#### WHAT TO PRODUCE
The string "section" appears in some lines of the entries that follow; copy each such line.

#### INFORMATION PROVIDED
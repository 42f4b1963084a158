//! # Parsing GLPK Solution Reports
//!
//! Internal module for scraping the human-readable report that `glpsol` writes
//! with `--output`. The report is not meant to be machine read, so the approach
//! is to look for a few well-known lines and to tolerate the different layouts
//! GLPK uses for the column listing:
//!
//! - Names that fit the name column are printed on one line together with the
//!   activity:
//!   ```text
//!        3 x[2,1]       *              1             0             1
//!   ```
//! - Long names are printed alone and the values follow on the next line:
//!   ```text
//!        1 asignado[1,1]
//!                       *              1             0             1
//!   ```

use std::fmt;

use nom::{
    bytes::complete::{tag_no_case, take_till},
    character::complete::{char, digit1, space0, space1},
    combinator::{eof, opt, verify},
    multi::separated_list1,
    sequence::{delimited, preceded, terminated, tuple},
    IResult,
};

use super::{index, number};

/// Maximum distance from `1.0` for an activity to count as a selected decision
pub const SELECTION_TOLERANCE: f64 = 1e-9;

/// Maximum length of the column listing excerpt returned by [`columns_excerpt`]
const EXCERPT_LEN: usize = 1000;

/// Solution status as reported on the `Status:` line
#[derive(Debug, Clone, PartialEq, Eq)]
pub enum Status {
    /// `OPTIMAL`, for LP relaxations
    Optimal,
    /// `INTEGER OPTIMAL`
    IntegerOptimal,
    /// `INFEASIBLE` and its variants
    Infeasible,
    /// `NO PRIMAL FEASIBLE SOLUTION` and similar
    NoFeasible,
    /// `UNBOUNDED`
    Unbounded,
    /// `UNDEFINED`
    Undefined,
    /// Any other status, e.g. `INTEGER NON-OPTIMAL`
    Other(String),
}

impl Status {
    /// Classifies the text following `Status:`
    ///
    /// Rejecting keywords take precedence over accepting ones.
    #[must_use]
    pub fn classify(text: &str) -> Self {
        let text = text.trim().to_uppercase();
        if text.contains("NO PRIMAL") || text.contains("NO FEASIBLE") {
            Status::NoFeasible
        } else if text.contains("INFEASIBLE") {
            Status::Infeasible
        } else if text.contains("UNBOUNDED") {
            Status::Unbounded
        } else if text.contains("UNDEFINED") {
            Status::Undefined
        } else if text.contains("INTEGER OPTIMAL") {
            Status::IntegerOptimal
        } else if text.contains("NON-OPTIMAL") {
            Status::Other(text)
        } else if text.contains("OPTIMAL") {
            Status::Optimal
        } else {
            Status::Other(text)
        }
    }

    /// Whether the reported solution is proven optimal
    #[must_use]
    pub fn is_optimal(&self) -> bool {
        matches!(self, Status::Optimal | Status::IntegerOptimal)
    }
}

impl fmt::Display for Status {
    fn fmt(&self, f: &mut fmt::Formatter<'_>) -> fmt::Result {
        match self {
            Status::Optimal => write!(f, "OPTIMAL"),
            Status::IntegerOptimal => write!(f, "INTEGER OPTIMAL"),
            Status::Infeasible => write!(f, "INFEASIBLE"),
            Status::NoFeasible => write!(f, "NO FEASIBLE SOLUTION"),
            Status::Unbounded => write!(f, "UNBOUNDED"),
            Status::Undefined => write!(f, "UNDEFINED"),
            Status::Other(text) => write!(f, "{text}"),
        }
    }
}

/// A decision variable family to look for in the column listing
///
/// The name is matched case-insensitively and must be followed by exactly
/// `arity` bracketed indices.
#[derive(Debug, Clone, Copy, PartialEq, Eq)]
pub struct VarPattern {
    pub name: &'static str,
    pub arity: usize,
}

impl VarPattern {
    #[must_use]
    pub const fn new(name: &'static str, arity: usize) -> Self {
        VarPattern { name, arity }
    }
}

/// A decision variable with its activity level
#[derive(Debug, Clone, PartialEq)]
pub struct VarRecord {
    /// The name of the matching [`VarPattern`]
    pub name: &'static str,
    pub indices: Vec<usize>,
    pub activity: f64,
}

impl VarRecord {
    /// Whether the activity is within [`SELECTION_TOLERANCE`] of `1.0`
    #[must_use]
    pub fn is_selected(&self) -> bool {
        (self.activity - 1.).abs() < SELECTION_TOLERANCE
    }
}

/// The parts of a solution report relevant to decoding a solution
#[derive(Debug, Clone, Default, PartialEq)]
pub struct SolutionReport {
    /// The status, if a `Status:` line is present
    pub status: Option<Status>,
    /// The first objective value found
    pub objective: Option<f64>,
    /// All variable records matching one of the requested patterns, selected or not
    pub records: Vec<VarRecord>,
}

impl SolutionReport {
    /// Parses a report, collecting records for the given variable patterns
    #[must_use]
    pub fn parse(text: &str, patterns: &[VarPattern]) -> Self {
        let lines: Vec<&str> = text.lines().collect();
        let report = SolutionReport {
            status: lines.iter().find_map(|line| status_line(line)),
            objective: lines.iter().find_map(|line| objective_line(line)),
            records: parse_records(&lines, patterns),
        };
        log::debug!(
            "report status {:?}, objective {:?}, {} variable records",
            report.status,
            report.objective,
            report.records.len()
        );
        report
    }

    /// Iterates over the records of selected decisions
    pub fn selected(&self) -> impl Iterator<Item = &VarRecord> {
        self.records.iter().filter(|rec| rec.is_selected())
    }
}

/// Layouts of variable records in the column listing, in the order they are
/// tried
#[derive(Debug, Clone, Copy, PartialEq, Eq)]
enum Layout {
    /// Name on one line, activity as the first number of the following line
    TwoLine,
    /// Name and activity on the same line
    SingleLine,
}

/// The result of a layout matching at some line
struct Consumed {
    record: Option<VarRecord>,
    lines: usize,
}

impl Layout {
    const PRIORITY: [Layout; 2] = [Layout::TwoLine, Layout::SingleLine];

    /// Tries to match the layout at the start of `lines`
    fn consume(self, lines: &[&str], pattern: VarPattern) -> Option<Consumed> {
        let head = *lines.first()?;
        match self {
            Layout::TwoLine => {
                let (_, (_, _, indices, _, _)) =
                    tuple((space0, opt(row_number), var_ref(pattern), space0, eof))(head).ok()?;
                let record = lines
                    .get(1)
                    .and_then(|next| first_number(next))
                    .map(|activity| VarRecord {
                        name: pattern.name,
                        indices,
                        activity,
                    });
                Some(Consumed {
                    record,
                    lines: lines.len().min(2),
                })
            }
            Layout::SingleLine => {
                let (_, (_, _, indices, _, activity)) = tuple((
                    space0,
                    opt(row_number),
                    var_ref(pattern),
                    tuple((space0, opt(char('*')), space0)),
                    number,
                ))(head)
                .ok()?;
                Some(Consumed {
                    record: Some(VarRecord {
                        name: pattern.name,
                        indices,
                        activity,
                    }),
                    lines: 1,
                })
            }
        }
    }
}

fn parse_records(lines: &[&str], patterns: &[VarPattern]) -> Vec<VarRecord> {
    let mut records = vec![];
    let mut idx = 0;
    while idx < lines.len() {
        let consumed = Layout::PRIORITY.iter().find_map(|layout| {
            patterns
                .iter()
                .find_map(|&pattern| layout.consume(&lines[idx..], pattern))
        });
        match consumed {
            Some(Consumed { record, lines }) => {
                records.extend(record);
                idx += lines;
            }
            None => idx += 1,
        }
    }
    records
}

/// The running number in front of a row or column name
fn row_number(input: &str) -> IResult<&str, &str> {
    terminated(digit1, space1)(input)
}

/// A variable reference like `name[1, 2]` with the pattern's arity
fn var_ref(pattern: VarPattern) -> impl FnMut(&str) -> IResult<&str, Vec<usize>> {
    move |input| {
        preceded(
            tag_no_case(pattern.name),
            verify(
                delimited(
                    tuple((char('['), space0)),
                    separated_list1(tuple((space0, char(','), space0)), index),
                    tuple((space0, char(']'))),
                ),
                |indices: &Vec<usize>| indices.len() == pattern.arity,
            ),
        )(input)
    }
}

/// Finds the leftmost number in a line
fn first_number(line: &str) -> Option<f64> {
    line.char_indices()
        .find_map(|(pos, _)| number(&line[pos..]).ok().map(|(_, val)| val))
}

fn status_line(line: &str) -> Option<Status> {
    let rest = line.trim_start().strip_prefix("Status:")?;
    Some(Status::classify(rest))
}

fn objective_line(line: &str) -> Option<f64> {
    let pos = line.find("Objective:")?;
    let rest = &line[pos + "Objective:".len()..];
    let (_, (_, _, _, value)) =
        tuple((take_till(|c| c == '='), char('='), space0, number))(rest).ok()?;
    Some(value)
}

/// Extracts the beginning of the column listing, to help troubleshooting
/// reports where no selected decision could be recognized
#[must_use]
pub fn columns_excerpt(text: &str) -> Option<String> {
    let mut lines = text
        .lines()
        .skip_while(|line| !line.contains("Column name"))
        .skip(1)
        .peekable();
    lines.peek()?;
    if lines.peek().is_some_and(|line| is_separator(line)) {
        lines.next();
    }
    let section = lines
        .take_while(|line| {
            !line.trim().is_empty()
                && !line.trim_start().starts_with("Karush")
                && !line.contains("Row name")
        })
        .collect::<Vec<_>>()
        .join("\n");
    Some(section.chars().take(EXCERPT_LEN).collect())
}

fn is_separator(line: &str) -> bool {
    let line = line.trim();
    !line.is_empty() && line.chars().all(|c| matches!(c, '-' | '=' | ' '))
}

#### WRITTEN SOLUTION
    let section = lines
    Some(section.chars().take(EXCERPT_LEN).collect())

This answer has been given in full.